What is required> Before answering, work out how many lines below contain the string "core"; the reply is that number alone.

The input>
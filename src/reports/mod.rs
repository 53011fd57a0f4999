//! Read models over the canonical order set: filtering, headline statistics, CSV
//! export and printable invoices.

pub mod csv;
pub mod filter;
pub mod invoice;
pub mod stats;

pub use csv::{export_csv, CSV_HEADER};
pub use filter::{OrderFilter, TimeWindow};
pub use invoice::{delivery_charge, grand_total, render_invoice};
pub use stats::OrderStats;
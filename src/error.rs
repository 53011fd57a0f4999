use thiserror::Error;

use crate::domain::{OrderId, OrderStatus};

/// Errors raised by a [`KeyValueStore`](crate::storage::KeyValueStore) backend.
#[derive(Debug, Clone, Error, PartialEq)]
pub enum StorageError {
    #[error("Storage unavailable: {0}")]
    Unavailable(String),
    #[error("Corrupt value under key {key}: {reason}")]
    Corrupt { key: String, reason: String },
}

/// Errors that can occur during order operations.
#[derive(Debug, Clone, Error, PartialEq)]
pub enum OrderError {
    #[error("Order not found: {0}")]
    NotFound(OrderId),
    #[error("Order {id} cannot move from {from} via {requested}")]
    InvalidTransition {
        id: OrderId,
        from: OrderStatus,
        requested: String,
    },
    #[error("Unknown order status: {0}")]
    UnknownStatus(String),
    #[error("Order validation error: {0}")]
    ValidationError(String),
    #[error("Storage unavailable: {0}")]
    StorageUnavailable(String),
    #[error("Actor communication error: {0}")]
    ActorCommunicationError(String),
}

impl From<StorageError> for OrderError {
    fn from(err: StorageError) -> Self {
        OrderError::StorageUnavailable(err.to_string())
    }
}

/// Errors raised while reading [`AdminConfig`](crate::app_system::AdminConfig).
#[derive(Debug, Clone, Error, PartialEq)]
pub enum ConfigError {
    #[error("Invalid value for {key}: {value:?}")]
    InvalidValue { key: String, value: String },
}
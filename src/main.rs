use std::sync::Arc;

use rust_decimal::Decimal;
use tracing::{error, info, Instrument};

use grocery_orders::app_system::{setup_tracing, AdminConfig, OrderSystem};
use grocery_orders::domain::{LineItem, Order, OrderId, OrderItems, OrderStatus, StoreIdentity};
use grocery_orders::orders::OrderAction;
use grocery_orders::storage::{keys, write_json, MemoryStore};

/// Seeds the customer-submitted collection the way the storefront would.
fn seed(storage: &MemoryStore) -> Result<(), String> {
    let mut order = Order::new(
        OrderId::UNASSIGNED,
        "A1001",
        OrderStatus::Pending,
        Decimal::new(45000, 2),
    )
    .with_customer("Asha", "9845012345")
    .with_items(OrderItems::Lines(vec![
        LineItem::new("Basmati Rice 5kg", 1, Decimal::new(40000, 2)),
        LineItem::new("Milk 1L", 2, Decimal::new(2500, 2)),
    ]))
    .with_timestamp(chrono::Utc::now().timestamp_millis());
    order.delivery_address = Some("12 MG Road\nBengaluru".to_string());

    write_json(storage, keys::USER_ORDERS, &vec![order.clone()]).map_err(|e| e.to_string())?;
    write_json(storage, "user_9845012345", &vec![order]).map_err(|e| e.to_string())
}

#[tokio::main]
async fn main() -> Result<(), String> {
    let config = AdminConfig::from_env().map_err(|e| e.to_string())?;
    setup_tracing(&config);

    info!("Starting order admin");

    let storage = MemoryStore::new();
    seed(&storage)?;

    let system = OrderSystem::new(config, Arc::new(storage.clone())).await;
    let mut alerts = system.subscribe_alerts();
    let client = system.order_client.clone();

    client
        .set_store_identity(StoreIdentity::new("AS Mart", "080-2345-6789", "Indiranagar, Bengaluru"))
        .await
        .map_err(|e| e.to_string())?;

    let orders = client.list_orders(Default::default()).await.map_err(|e| e.to_string())?;
    let Some(first) = orders.first() else {
        return Err("no orders were merged".to_string());
    };
    let id = first.id;

    let span = tracing::info_span!("order_processing", order_id = %id);
    async {
        for action in [OrderAction::Accept, OrderAction::Advance, OrderAction::Advance] {
            match client.apply_action(id, action, Some("admin".to_string())).await {
                Ok(update) => info!(
                    from = %update.previous,
                    to = %update.order.status,
                    copies = update.report.written().count(),
                    unread = update.unread,
                    "Order advanced"
                ),
                Err(e) => error!(error = %e, "Order action failed"),
            }
        }

        // Delivered is terminal.
        if let Err(e) = client.apply_action(id, OrderAction::Cancel, None).await {
            info!(error = %e, "Cancel refused as expected");
        }
    }
    .instrument(span)
    .await;

    let stats = client.stats().await.map_err(|e| e.to_string())?;
    info!(total = stats.total_orders, revenue = %stats.revenue, "Dashboard stats");

    let csv = client.export_csv().await.map_err(|e| e.to_string())?;
    info!(lines = csv.lines().count(), "CSV exported");

    let invoice = client.invoice(id).await.map_err(|e| e.to_string())?;
    info!(bytes = invoice.len(), "Invoice rendered");

    while let Ok(alert) = alerts.try_recv() {
        info!(level = ?alert.level, message = %alert.message, "Alert");
    }

    system.shutdown().await.map_err(|e| e.to_string())?;

    info!("Order admin finished");
    Ok(())
}
//! # Grocery Order Admin
//!
//! Order lifecycle and synchronization for a small grocery store's back office.
//!
//! Customers submit orders into one collection; the admin works from another. The
//! same logical order also lives in per-user collections and two capped history
//! logs. This crate keeps all of those copies in step when an order changes status,
//! and derives the admin notification feed from those changes.
//!
//! ## Layout
//!
//! - **Domain types** - Orders, statuses, notifications, store identity → [`domain`]
//! - **Storage** - Key/value document store behind a trait → [`storage::KeyValueStore`]
//! - **Lifecycle core**
//!     - **Order Store** - Canonical set and the merge of submitted orders → [`orders::OrderStore`]
//!     - **Transition Engine** - Status changes with terminal states → [`orders::transition`]
//!     - **Fan-out Synchronizer** - One change written to every copy → [`orders::FanOutSynchronizer`]
//!     - **Notification Emitter** - Admin feed → [`orders::NotificationFeed`]
//! - **Read models** - Filters, stats, CSV export, invoices → [`reports`]
//! - **Actor surface**
//!     - **Service** - Single owner of all mutable state → [`actors::OrderService`]
//!     - **Client** - Macro-generated, traced request methods → [`clients::OrderClient`]
//!     - **System coordinator** - Startup, auto-refresh, shutdown → [`app_system::OrderSystem`]
//!     - **Tracing setup** - [`app_system::setup_tracing`]
//!
//! ## Example Usage
//!
//! ```no_run
//! # use std::sync::Arc;
//! # use grocery_orders::app_system::{AdminConfig, OrderSystem};
//! # use grocery_orders::domain::{OrderId, OrderStatus};
//! # use grocery_orders::storage::MemoryStore;
//! # async fn demo() -> Result<(), grocery_orders::error::OrderError> {
//! let system = OrderSystem::new(AdminConfig::default(), Arc::new(MemoryStore::new())).await;
//!
//! let update = system
//!     .order_client
//!     .update_status(OrderId(1001), OrderStatus::Processing, Some("admin".into()))
//!     .await?;
//! assert!(update.report.is_complete());
//!
//! system.shutdown().await?;
//! # Ok(())
//! # }
//! ```

pub mod actors;
pub mod app_system;
pub mod clients;
pub mod clock;
pub mod domain;
pub mod error;
pub mod messages;
pub mod orders;
pub mod reports;
pub mod storage;

#[cfg(test)]
mod integration_tests;
#[cfg(test)]
mod mock_framework;
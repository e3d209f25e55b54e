//! Attribute parsing for `#[bindery(...)]`.

use syn::{Attribute, LitStr};

/// Parsed `#[bindery(...)]` attributes on a type.
#[derive(Debug, Default)]
pub struct TypeAttrs {
    /// Override name (default: Rust type name)
    pub name: Option<String>,
}

impl TypeAttrs {
    /// Parse attributes from a list of `#[bindery(...)]` attributes.
    pub fn from_attrs(attrs: &[Attribute]) -> syn::Result<Self> {
        let mut result = Self::default();

        for attr in attrs {
            if !attr.path().is_ident("bindery") {
                continue;
            }

            attr.parse_nested_meta(|meta| {
                if meta.path.is_ident("name") {
                    let value: LitStr = meta.value()?.parse()?;
                    if value.value().is_empty() || value.value().contains("::") {
                        return Err(syn::Error::new(
                            value.span(),
                            "bindery name must be a single non-empty constant name",
                        ));
                    }
                    result.name = Some(value.value());
                } else {
                    return Err(meta.error(format!(
                        "unknown bindery attribute: {}",
                        meta.path.get_ident().map(|i| i.to_string()).unwrap_or_default()
                    )));
                }
                Ok(())
            })?;
        }

        Ok(result)
    }
}
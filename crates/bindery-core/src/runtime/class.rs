//! Class and module records of the runtime.

use std::fmt;
use std::rc::Rc;

use bitflags::bitflags;
use rustc_hash::FxHashMap;

use super::NativeFn;

/// Index of a class or module in the runtime's class table.
#[derive(Clone, Copy, Debug, PartialEq, Eq, Hash, PartialOrd, Ord)]
pub struct ClassId(u32);

impl ClassId {
    pub const fn new(index: u32) -> Self {
        ClassId(index)
    }

    pub const fn index(self) -> u32 {
        self.0
    }
}

bitflags! {
    /// Properties of a class record.
    #[derive(Debug, Clone, Copy, PartialEq, Eq, Hash, Default)]
    pub struct ClassFlags: u8 {
        /// Record is a module: no instances, no superclass.
        const MODULE = 1 << 0;
        /// Instances carry a native data slot.
        const DATA = 1 << 1;
        /// A native type has been bound to this class.
        const BOUND = 1 << 2;
    }
}

/// Required-argument contract attached to a method definition.
///
/// Informational for the runtime (reported by `Vm::method_arity`); argument
/// counts are enforced by the callee.
#[derive(Clone, Copy, Debug, PartialEq, Eq, Default)]
pub struct ArgSpec {
    /// Number of required positional arguments.
    pub required: usize,
    /// Accepts any number of extra arguments.
    pub rest: bool,
}

impl ArgSpec {
    /// No arguments.
    pub const fn none() -> Self {
        Self {
            required: 0,
            rest: false,
        }
    }

    /// Exactly `n` required arguments.
    pub const fn req(n: usize) -> Self {
        Self {
            required: n,
            rest: false,
        }
    }

    /// Any number of arguments.
    pub const fn any() -> Self {
        Self {
            required: 0,
            rest: true,
        }
    }

    /// Arity in the runtime's reporting convention: `n` for exactly `n`
    /// arguments, `-(n + 1)` when extra arguments are accepted.
    pub fn arity(self) -> i64 {
        if self.rest {
            -(self.required as i64) - 1
        } else {
            self.required as i64
        }
    }
}

/// A method table entry.
#[derive(Clone)]
pub struct MethodEntry {
    pub spec: ArgSpec,
    pub func: NativeFn,
}

impl fmt::Debug for MethodEntry {
    fn fmt(&self, f: &mut fmt::Formatter<'_>) -> fmt::Result {
        f.debug_struct("MethodEntry")
            .field("spec", &self.spec)
            .finish_non_exhaustive()
    }
}

/// A class or module.
#[derive(Debug)]
pub struct RClass {
    pub(crate) id: ClassId,
    pub(crate) name: Rc<str>,
    pub(crate) path: String,
    pub(crate) outer: Option<ClassId>,
    pub(crate) superclass: Option<ClassId>,
    pub(crate) flags: ClassFlags,
    pub(crate) methods: FxHashMap<String, MethodEntry>,
    pub(crate) class_methods: FxHashMap<String, MethodEntry>,
}

impl RClass {
    pub(crate) fn new(
        id: ClassId,
        name: &str,
        path: String,
        outer: Option<ClassId>,
        superclass: Option<ClassId>,
        flags: ClassFlags,
    ) -> Self {
        Self {
            id,
            name: Rc::from(name),
            path,
            outer,
            superclass,
            flags,
            methods: FxHashMap::default(),
            class_methods: FxHashMap::default(),
        }
    }

    pub fn id(&self) -> ClassId {
        self.id
    }

    /// Simple name, e.g. `"Foo"`.
    pub fn name(&self) -> &str {
        &self.name
    }

    /// Qualified path, e.g. `"Outer::Foo"`.
    pub fn path(&self) -> &str {
        &self.path
    }

    pub fn outer(&self) -> Option<ClassId> {
        self.outer
    }

    pub fn superclass(&self) -> Option<ClassId> {
        self.superclass
    }

    pub fn flags(&self) -> ClassFlags {
        self.flags
    }

    pub fn is_module(&self) -> bool {
        self.flags.contains(ClassFlags::MODULE)
    }

    /// Names of the instance methods defined directly on this class.
    pub fn method_names(&self) -> impl Iterator<Item = &str> {
        self.methods.keys().map(String::as_str)
    }

    /// Names of the class-level methods defined directly on this class.
    pub fn class_method_names(&self) -> impl Iterator<Item = &str> {
        self.class_methods.keys().map(String::as_str)
    }
}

Response> 2